== EXERCISE INPUT

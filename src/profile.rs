//! Profile data model: column types, quality metrics, anomalies, recommendations

use crate::stats::Statistics;
use serde::{Deserialize, Serialize};
use serde_json::Value;
use std::collections::BTreeMap;
use std::fmt;

/// Semantic types a column can be inferred as
#[derive(Debug, Clone, Copy, PartialEq, Eq, PartialOrd, Ord, Hash, Serialize, Deserialize)]
#[serde(rename_all = "lowercase")]
pub enum ColumnType {
    Uuid,
    Email,
    Ip,
    Url,
    Phone,
    Date,
    Timestamp,
    Currency,
    Percentage,
    Rating,
    Number,
    Json,
    Geo,
    String,
}

impl ColumnType {
    /// Types whose values are parsed as floats for descriptive statistics
    pub fn is_numeric(&self) -> bool {
        matches!(
            self,
            ColumnType::Number | ColumnType::Currency | ColumnType::Percentage | ColumnType::Rating
        )
    }
}

impl fmt::Display for ColumnType {
    fn fmt(&self, f: &mut fmt::Formatter<'_>) -> fmt::Result {
        let name = match self {
            ColumnType::Uuid => "uuid",
            ColumnType::Email => "email",
            ColumnType::Ip => "ip",
            ColumnType::Url => "url",
            ColumnType::Phone => "phone",
            ColumnType::Date => "date",
            ColumnType::Timestamp => "timestamp",
            ColumnType::Currency => "currency",
            ColumnType::Percentage => "percentage",
            ColumnType::Rating => "rating",
            ColumnType::Number => "number",
            ColumnType::Json => "json",
            ColumnType::Geo => "geo",
            ColumnType::String => "string",
        };
        write!(f, "{}", name)
    }
}

/// Validation rules a record-creation step could enforce, derived from the data
#[derive(Debug, Clone, PartialEq, Serialize, Deserialize)]
pub struct ValidationHints {
    /// No nulls observed
    pub required: bool,
    /// All non-null values were distinct
    pub unique: bool,
    /// Structured format the values conform to
    pub format: Option<ColumnType>,
    /// Observed numeric range, for numeric columns
    pub range: Option<(f64, f64)>,
    /// Observed value length range, for string columns
    pub length: Option<(usize, usize)>,
}

/// Per-column profiling result
#[derive(Debug, Clone, PartialEq, Serialize, Deserialize)]
pub struct ColumnProfile {
    pub name: String,
    pub inferred_type: ColumnType,
    /// Match ratio of the winning detector, in [0, 1]
    pub confidence: f64,
    /// Up to five raw values, in row order
    pub sample_values: Vec<Value>,
    pub null_count: usize,
    pub unique_count: usize,
    pub total_count: usize,
    /// Present only for numeric-family columns
    pub statistics: Option<Statistics>,
    /// Percentage of non-null values that re-validate against the inferred type
    pub consistency: f64,
    /// Weighted combination of completeness, uniqueness, consistency and confidence
    pub quality_score: f64,
    pub validation: ValidationHints,
    pub issues: Vec<String>,
}

/// Dataset-level quality metrics, all percentages in [0, 100]
#[derive(Debug, Clone, PartialEq, Serialize, Deserialize)]
pub struct QualityMetrics {
    pub completeness: f64,
    pub uniqueness: f64,
    pub consistency: f64,
    pub validity: f64,
    /// Fixed average of the other four, never independently assigned
    pub overall: f64,
}

/// Kinds of rule-triggered dataset defects
#[derive(Debug, Clone, Copy, PartialEq, Eq, Hash, Serialize, Deserialize)]
#[serde(rename_all = "snake_case")]
pub enum AnomalyKind {
    DuplicateRows,
    HighMissingness,
    StatisticalOutliers,
    TypeAmbiguity,
}

impl fmt::Display for AnomalyKind {
    fn fmt(&self, f: &mut fmt::Formatter<'_>) -> fmt::Result {
        let name = match self {
            AnomalyKind::DuplicateRows => "duplicate_rows",
            AnomalyKind::HighMissingness => "high_missingness",
            AnomalyKind::StatisticalOutliers => "statistical_outliers",
            AnomalyKind::TypeAmbiguity => "type_ambiguity",
        };
        write!(f, "{}", name)
    }
}

#[derive(Debug, Clone, Copy, PartialEq, Eq, PartialOrd, Ord, Serialize, Deserialize)]
#[serde(rename_all = "lowercase")]
pub enum Severity {
    Low,
    Medium,
    High,
}

/// A rule-triggered flag describing a dataset defect
#[derive(Debug, Clone, PartialEq, Serialize, Deserialize)]
pub struct Anomaly {
    pub kind: AnomalyKind,
    pub severity: Severity,
    pub description: String,
    pub affected_row_count: usize,
    /// Column the anomaly is scoped to, if not dataset-wide
    pub column: Option<String>,
}

#[derive(Debug, Clone, Copy, PartialEq, Eq, Serialize, Deserialize)]
#[serde(rename_all = "snake_case")]
pub enum RecommendationCategory {
    DataQuality,
    SchemaConsistency,
    Performance,
    Security,
}

/// An actionable improvement, ranked 1..N with 1 most urgent
#[derive(Debug, Clone, PartialEq, Serialize, Deserialize)]
pub struct Recommendation {
    pub category: RecommendationCategory,
    pub priority: usize,
    pub action: String,
    pub expected_impact: String,
}

/// A record category the dataset appears to belong to
#[derive(Debug, Clone, PartialEq, Serialize, Deserialize)]
pub struct CategorySuggestion {
    pub category: String,
    /// Supporting columns / total columns, in [0, 1]
    pub confidence: f64,
    pub source_columns: Vec<String>,
}

/// Shape of the ingested input
#[derive(Debug, Clone, PartialEq, Serialize, Deserialize)]
pub struct SourceSummary {
    pub format: crate::source::SourceFormat,
    pub byte_size: usize,
    pub total_rows: usize,
    pub column_count: usize,
}

/// Aggregate profiling result for one upload
#[derive(Debug, Clone, PartialEq, Serialize, Deserialize)]
pub struct DatasetProfile {
    pub source: SourceSummary,
    pub columns: Vec<ColumnProfile>,
    pub quality: QualityMetrics,
    pub anomalies: Vec<Anomaly>,
    pub recommendations: Vec<Recommendation>,
    pub suggested_categories: Vec<CategorySuggestion>,
    /// Count of columns per inferred type
    pub type_histogram: BTreeMap<ColumnType, usize>,
    pub duplicate_rows: usize,
    /// First rows of the dataset, bounded by the configured preview size
    pub preview: Vec<serde_json::Map<String, Value>>,
}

====

Using the data above, return each line exactly as written.

filename src/profile.rs
//! Profile data model: column types, quality metrics, anomalies, recommendations

use crate::stats::Statistics;
use serde::{Deserialize, Serialize};
use serde_json::Value;
use std::collections::BTreeMap;
use std::fmt;

/// Semantic types a column can be inferred as
#[derive(Debug, Clone, Copy, PartialEq, Eq, PartialOrd, Ord, Hash, Serialize, Deserialize)]
#[serde(rename_all = "lowercase")]
pub enum ColumnType {
    Uuid,
    Email,
    Ip,
    Url,
    Phone,
    Date,
    Timestamp,
    Currency,
    Percentage,
    Rating,
    Number,
    Json,
    Geo,
    String,
}

impl ColumnType {
    /// Types whose values are parsed as floats for descriptive statistics
    pub fn is_numeric(&self) -> bool {
        matches!(
            self,
            ColumnType::Number | ColumnType::Currency | ColumnType::Percentage | ColumnType::Rating
        )
    }
}

impl fmt::Display for ColumnType {
    fn fmt(&self, f: &mut fmt::Formatter<'_>) -> fmt::Result {
        let name = match self {
            ColumnType::Uuid => "uuid",
            ColumnType::Email => "email",
            ColumnType::Ip => "ip",
            ColumnType::Url => "url",
            ColumnType::Phone => "phone",
            ColumnType::Date => "date",
            ColumnType::Timestamp => "timestamp",
            ColumnType::Currency => "currency",
            ColumnType::Percentage => "percentage",
            ColumnType::Rating => "rating",
            ColumnType::Number => "number",
            ColumnType::Json => "json",
            ColumnType::Geo => "geo",
            ColumnType::String => "string",
        };
        write!(f, "{}", name)
    }
}

/// Validation rules a record-creation step could enforce, derived from the data
#[derive(Debug, Clone, PartialEq, Serialize, Deserialize)]
pub struct ValidationHints {
    /// No nulls observed
    pub required: bool,
    /// All non-null values were distinct
    pub unique: bool,
    /// Structured format the values conform to
    pub format: Option<ColumnType>,
    /// Observed numeric range, for numeric columns
    pub range: Option<(f64, f64)>,
    /// Observed value length range, for string columns
    pub length: Option<(usize, usize)>,
}

/// Per-column profiling result
#[derive(Debug, Clone, PartialEq, Serialize, Deserialize)]
pub struct ColumnProfile {
    pub name: String,
    pub inferred_type: ColumnType,
    /// Match ratio of the winning detector, in [0, 1]
    pub confidence: f64,
    /// Up to five raw values, in row order
    pub sample_values: Vec<Value>,
    pub null_count: usize,
    pub unique_count: usize,
    pub total_count: usize,
    /// Present only for numeric-family columns
    pub statistics: Option<Statistics>,
    /// Percentage of non-null values that re-validate against the inferred type
    pub consistency: f64,
    /// Weighted combination of completeness, uniqueness, consistency and confidence
    pub quality_score: f64,
    pub validation: ValidationHints,
    pub issues: Vec<String>,
}

/// Dataset-level quality metrics, all percentages in [0, 100]
#[derive(Debug, Clone, PartialEq, Serialize, Deserialize)]
pub struct QualityMetrics {
    pub completeness: f64,
    pub uniqueness: f64,
    pub consistency: f64,
    pub validity: f64,
    /// Fixed average of the other four, never independently assigned
    pub overall: f64,
}

/// Kinds of rule-triggered dataset defects
#[derive(Debug, Clone, Copy, PartialEq, Eq, Hash, Serialize, Deserialize)]
#[serde(rename_all = "snake_case")]
pub enum AnomalyKind {
    DuplicateRows,
    HighMissingness,
    StatisticalOutliers,
    TypeAmbiguity,
}

impl fmt::Display for AnomalyKind {
    fn fmt(&self, f: &mut fmt::Formatter<'_>) -> fmt::Result {
        let name = match self {
            AnomalyKind::DuplicateRows => "duplicate_rows",
            AnomalyKind::HighMissingness => "high_missingness",
            AnomalyKind::StatisticalOutliers => "statistical_outliers",
            AnomalyKind::TypeAmbiguity => "type_ambiguity",
        };
        write!(f, "{}", name)
    }
}

#[derive(Debug, Clone, Copy, PartialEq, Eq, PartialOrd, Ord, Serialize, Deserialize)]
#[serde(rename_all = "lowercase")]
pub enum Severity {
    Low,
    Medium,
    High,
}

/// A rule-triggered flag describing a dataset defect
#[derive(Debug, Clone, PartialEq, Serialize, Deserialize)]
pub struct Anomaly {
    pub kind: AnomalyKind,
    pub severity: Severity,
    pub description: String,
    pub affected_row_count: usize,
    /// Column the anomaly is scoped to, if not dataset-wide
    pub column: Option<String>,
}

#[derive(Debug, Clone, Copy, PartialEq, Eq, Serialize, Deserialize)]
#[serde(rename_all = "snake_case")]
pub enum RecommendationCategory {
    DataQuality,
    SchemaConsistency,
    Performance,
    Security,
}

/// An actionable improvement, ranked 1..N with 1 most urgent
#[derive(Debug, Clone, PartialEq, Serialize, Deserialize)]
pub struct Recommendation {
    pub category: RecommendationCategory,
    pub priority: usize,
    pub action: String,
    pub expected_impact: String,
}

/// A record category the dataset appears to belong to
#[derive(Debug, Clone, PartialEq, Serialize, Deserialize)]
pub struct CategorySuggestion {
    pub category: String,
    /// Supporting columns / total columns, in [0, 1]
    pub confidence: f64,
    pub source_columns: Vec<String>,
}

/// Shape of the ingested input
#[derive(Debug, Clone, PartialEq, Serialize, Deserialize)]
pub struct SourceSummary {
    pub format: crate::source::SourceFormat,
    pub byte_size: usize,
    pub total_rows: usize,
    pub column_count: usize,
}

/// Aggregate profiling result for one upload
#[derive(Debug, Clone, PartialEq, Serialize, Deserialize)]
pub struct DatasetProfile {
    pub source: SourceSummary,
    pub columns: Vec<ColumnProfile>,
    pub quality: QualityMetrics,
    pub anomalies: Vec<Anomaly>,
    pub recommendations: Vec<Recommendation>,
    pub suggested_categories: Vec<CategorySuggestion>,
    /// Count of columns per inferred type
    pub type_histogram: BTreeMap<ColumnType, usize>,
    pub duplicate_rows: usize,
    /// First rows of the dataset, bounded by the configured preview size
    pub preview: Vec<serde_json::Map<String, Value>>,
}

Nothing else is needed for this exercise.